:: Exercise data

//! Fallible transforms for `try_apply`

use anyhow::{anyhow, bail};
use dendro_core::value::ValueExt;
use dendro_core::Value;
use serde_json::Number;

/// First `n` elements of a sequence, or first `n` characters of a string
#[must_use]
pub fn keep(n: usize) -> impl Fn(Value) -> anyhow::Result<Value> + Clone + Send + Sync + 'static {
    move |value| match value {
        Value::Array(mut items) => {
            items.truncate(n);
            Ok(Value::Array(items))
        }
        Value::String(s) => Ok(Value::String(s.chars().take(n).collect())),
        other => bail!("cannot keep items of a {}", other.kind()),
    }
}

/// Element `i` of a sequence (or character of a string), negative counting
/// from the end
///
/// An index past either end yields null, which makes the retrieval missing.
#[must_use]
pub fn index(i: i64) -> impl Fn(Value) -> anyhow::Result<Value> + Clone + Send + Sync + 'static {
    move |value| match value {
        Value::Array(mut items) => Ok(position(i, items.len())
            .map(|at| items.swap_remove(at))
            .unwrap_or(Value::Null)),
        Value::String(s) => {
            let chars: Vec<char> = s.chars().collect();
            Ok(position(i, chars.len())
                .map(|at| Value::String(chars[at].to_string()))
                .unwrap_or(Value::Null))
        }
        other => bail!("cannot index into a {}", other.kind()),
    }
}

fn position(i: i64, len: usize) -> Option<usize> {
    let len = i64::try_from(len).ok()?;
    let at = if i < 0 { len + i } else { i };
    if (0..len).contains(&at) {
        usize::try_from(at).ok()
    } else {
        None
    }
}

/// `value + operand`: numeric sum, string concatenation or sequence
/// concatenation
#[must_use]
pub fn add(operand: impl Into<Value>) -> impl Fn(Value) -> anyhow::Result<Value> + Clone + Send + Sync + 'static {
    let operand = operand.into();
    move |value| sum(value, operand.clone())
}

/// `operand + value`, so strings and sequences are prepended
#[must_use]
pub fn add_before(
    operand: impl Into<Value>,
) -> impl Fn(Value) -> anyhow::Result<Value> + Clone + Send + Sync + 'static {
    let operand = operand.into();
    move |value| sum(operand.clone(), value)
}

fn sum(lhs: Value, rhs: Value) -> anyhow::Result<Value> {
    match (lhs, rhs) {
        (Value::String(mut s), Value::String(tail)) => {
            s.push_str(&tail);
            Ok(Value::String(s))
        }
        (Value::Array(mut items), Value::Array(tail)) => {
            items.extend(tail);
            Ok(Value::Array(items))
        }
        (lhs, rhs) => arithmetic("add", &lhs, &rhs, i64::checked_add, |a, b| a + b),
    }
}

/// `value - operand`
#[must_use]
pub fn subtract(
    operand: impl Into<Value>,
) -> impl Fn(Value) -> anyhow::Result<Value> + Clone + Send + Sync + 'static {
    let operand = operand.into();
    move |value| arithmetic("subtract", &value, &operand, i64::checked_sub, |a, b| a - b)
}

/// `operand - value`
#[must_use]
pub fn subtract_before(
    operand: impl Into<Value>,
) -> impl Fn(Value) -> anyhow::Result<Value> + Clone + Send + Sync + 'static {
    let operand = operand.into();
    move |value| arithmetic("subtract", &operand, &value, i64::checked_sub, |a, b| a - b)
}

#[must_use]
pub fn multiply(
    operand: impl Into<Value>,
) -> impl Fn(Value) -> anyhow::Result<Value> + Clone + Send + Sync + 'static {
    let operand = operand.into();
    move |value| arithmetic("multiply", &value, &operand, i64::checked_mul, |a, b| a * b)
}

/// `operand * value`; only differs from [`multiply`] in error messages
#[must_use]
pub fn multiply_before(
    operand: impl Into<Value>,
) -> impl Fn(Value) -> anyhow::Result<Value> + Clone + Send + Sync + 'static {
    let operand = operand.into();
    move |value| arithmetic("multiply", &operand, &value, i64::checked_mul, |a, b| a * b)
}

/// `value / divisor`, always as a float
#[must_use]
pub fn divide(
    divisor: impl Into<Value>,
) -> impl Fn(Value) -> anyhow::Result<Value> + Clone + Send + Sync + 'static {
    let divisor = divisor.into();
    move |value| quotient(&value, &divisor)
}

/// `dividend / value`, always as a float
#[must_use]
pub fn divide_before(
    dividend: impl Into<Value>,
) -> impl Fn(Value) -> anyhow::Result<Value> + Clone + Send + Sync + 'static {
    let dividend = dividend.into();
    move |value| quotient(&dividend, &value)
}

fn quotient(dividend: &Value, divisor: &Value) -> anyhow::Result<Value> {
    let (Some(a), Some(b)) = (dividend.as_f64(), divisor.as_f64()) else {
        bail!("cannot divide a {} by a {}", dividend.kind(), divisor.kind());
    };
    if b == 0.0 {
        bail!("division by zero");
    }
    float(a / b)
}

fn arithmetic(
    op: &str,
    lhs: &Value,
    rhs: &Value,
    int_op: fn(i64, i64) -> Option<i64>,
    float_op: fn(f64, f64) -> f64,
) -> anyhow::Result<Value> {
    if let (Some(a), Some(b)) = (lhs.as_i64(), rhs.as_i64()) {
        if let Some(result) = int_op(a, b) {
            return Ok(Value::from(result));
        }
    }
    match (lhs.as_f64(), rhs.as_f64()) {
        (Some(a), Some(b)) => float(float_op(a, b)),
        _ => bail!("cannot {op} a {} and a {}", lhs.kind(), rhs.kind()),
    }
}

fn float(n: f64) -> anyhow::Result<Value> {
    Number::from_f64(n)
        .map(Value::Number)
        .ok_or_else(|| anyhow!("result {n} is not a finite number"))
}

/// Ignore the input and return `constant`
#[must_use]
pub fn echo(constant: impl Into<Value>) -> impl Fn(Value) -> anyhow::Result<Value> + Clone + Send + Sync + 'static {
    let constant = constant.into();
    move |_| Ok(constant.clone())
}

#[must_use]
pub fn upper() -> impl Fn(Value) -> anyhow::Result<Value> + Clone + Send + Sync + 'static {
    |value| match value {
        Value::String(s) => Ok(Value::String(s.to_uppercase())),
        other => bail!("cannot uppercase a {}", other.kind()),
    }
}

#[must_use]
pub fn lower() -> impl Fn(Value) -> anyhow::Result<Value> + Clone + Send + Sync + 'static {
    |value| match value {
        Value::String(s) => Ok(Value::String(s.to_lowercase())),
        other => bail!("cannot lowercase a {}", other.kind()),
    }
}

/// Apply `f` to every element of a sequence; the first failure fails the whole
#[must_use]
pub fn map_each<F>(f: F) -> impl Fn(Value) -> anyhow::Result<Value> + Clone + Send + Sync + 'static
where
    F: Fn(Value) -> anyhow::Result<Value> + Clone + Send + Sync + 'static,
{
    move |value| match value {
        Value::Array(items) => items
            .into_iter()
            .map(&f)
            .collect::<anyhow::Result<Vec<_>>>()
            .map(Value::Array),
        other => bail!("cannot map over a {}", other.kind()),
    }
}

/// Keep the elements of a sequence that satisfy `predicate`
#[must_use]
pub fn filter_each<P>(predicate: P) -> impl Fn(Value) -> anyhow::Result<Value> + Clone + Send + Sync + 'static
where
    P: Fn(&Value) -> bool + Clone + Send + Sync + 'static,
{
    move |value| match value {
        Value::Array(items) => Ok(Value::Array(
            items.into_iter().filter(|item| predicate(item)).collect(),
        )),
        other => bail!("cannot filter a {}", other.kind()),
    }
}

/// Run `first`, then `then` on its result
///
/// Unlike a retrieval's apply chain, a null in between does not stop the pipe.
#[must_use]
pub fn pipe<F, G>(first: F, then: G) -> impl Fn(Value) -> anyhow::Result<Value> + Clone + Send + Sync + 'static
where
    F: Fn(Value) -> anyhow::Result<Value> + Clone + Send + Sync + 'static,
    G: Fn(Value) -> anyhow::Result<Value> + Clone + Send + Sync + 'static,
{
    move |value| then(first(value)?)
}

#[cfg(test)]
mod tests {
    use serde_json::json;

    use super::*;

    #[test]
    fn position_handles_both_ends() {
        assert_eq!(position(0, 3), Some(0));
        assert_eq!(position(-1, 3), Some(2));
        assert_eq!(position(-3, 3), Some(0));
        assert_eq!(position(-4, 3), None);
        assert_eq!(position(3, 3), None);
        assert_eq!(position(0, 0), None);
    }

    #[test]
    fn before_variants_swap_operands() {
        assert_eq!(subtract_before(1)(json!(100)).unwrap(), json!(-99));
        assert_eq!(divide_before(10)(json!(4)).unwrap(), json!(2.5));
        assert_eq!(add_before("re")(json!("do")).unwrap(), json!("redo"));
        assert_eq!(add_before(json!([0]))(json!([1, 2])).unwrap(), json!([0, 1, 2]));
        assert!(divide_before(1)(json!(0)).is_err());
    }

    #[test]
    fn integer_overflow_falls_back_to_float() {
        let result = add(1)(json!(i64::MAX)).unwrap();
        assert!(result.is_f64());
    }
}
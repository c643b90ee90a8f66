//! Error constructor helpers

use super::types::ParseError;

impl ParseError {
    /// Creates a malformed path error
    ///
    /// # Arguments
    /// * `path` - The path string being parsed
    /// * `reason` - Specific reason why the path is invalid
    /// * `position` - Character position where the error was detected
    pub fn malformed(path: impl Into<String>, reason: impl Into<String>, position: usize) -> Self {
        ParseError::Malformed {
            path: path.into(),
            reason: reason.into(),
            position,
        }
    }

    /// Character position recorded in the error
    #[must_use]
    pub fn position(&self) -> usize {
        match self {
            ParseError::Malformed { position, .. } => *position,
        }
    }

    /// Human-readable reason without the path prefix
    #[must_use]
    pub fn reason(&self) -> &str {
        match self {
            ParseError::Malformed { reason, .. } => reason,
        }
    }
}

/// Creates a malformed path error
///
/// Free-function form of [`ParseError::malformed`] for use in parser internals.
#[inline]
pub fn malformed_path_error(
    path: impl Into<String>,
    reason: impl Into<String>,
    position: usize,
) -> ParseError {
    ParseError::malformed(path, reason, position)
}
//! Ready-made transforms and predicates
//!
//! Predicates plug into [`Get::only_if`](crate::Get::only_if) and
//! [`filter_each`]; transforms are fallible and plug into
//! [`Get::try_apply`](crate::Get::try_apply), [`map_each`] and [`pipe`].
//! A transform applied to a value of the wrong kind fails, which the
//! retrieval reports as a missing result.
//!
//! ```
//! use dendro::Get;
//! use dendro::partials::{gt, keep, upper};
//! use serde_json::json;
//!
//! let source = json!({"name": "ada", "scores": [9, 7, 8], "age": 36});
//!
//! assert_eq!(Get::path("name").try_apply(upper()).from(&source)?, json!("ADA"));
//! assert_eq!(Get::path("scores").try_apply(keep(2)).from(&source)?, json!([9, 7]));
//! assert_eq!(Get::path("age").only_if(gt(40)).from(&source)?, json!(null));
//! # Ok::<(), dendro::GetError>(())
//! ```

mod compare;
mod predicates;
mod transforms;

pub use self::predicates::{
    contained_in, contains, equals, gt, gte, is_kind, length_is, lt, lte, not_contained_in,
    not_contains, not_equal,
};
pub use self::transforms::{
    add, add_before, divide, divide_before, echo, filter_each, index, keep, lower, map_each,
    multiply, multiply_before, pipe, subtract, subtract_before, upper,
};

::::

▸ **Problem statement**
For each line above that contains the word "Some", make a copy.

▸ **Task output**
    let (Some(a), Some(b)) = (dividend.as_f64(), divisor.as_f64()) else {
    if let (Some(a), Some(b)) = (lhs.as_i64(), rhs.as_i64()) {
        if let Some(result) = int_op(a, b) {
        (Some(a), Some(b)) => float(float_op(a, b)),
        assert_eq!(position(0, 3), Some(0));
        assert_eq!(position(-1, 3), Some(2));
        assert_eq!(position(-3, 3), Some(0));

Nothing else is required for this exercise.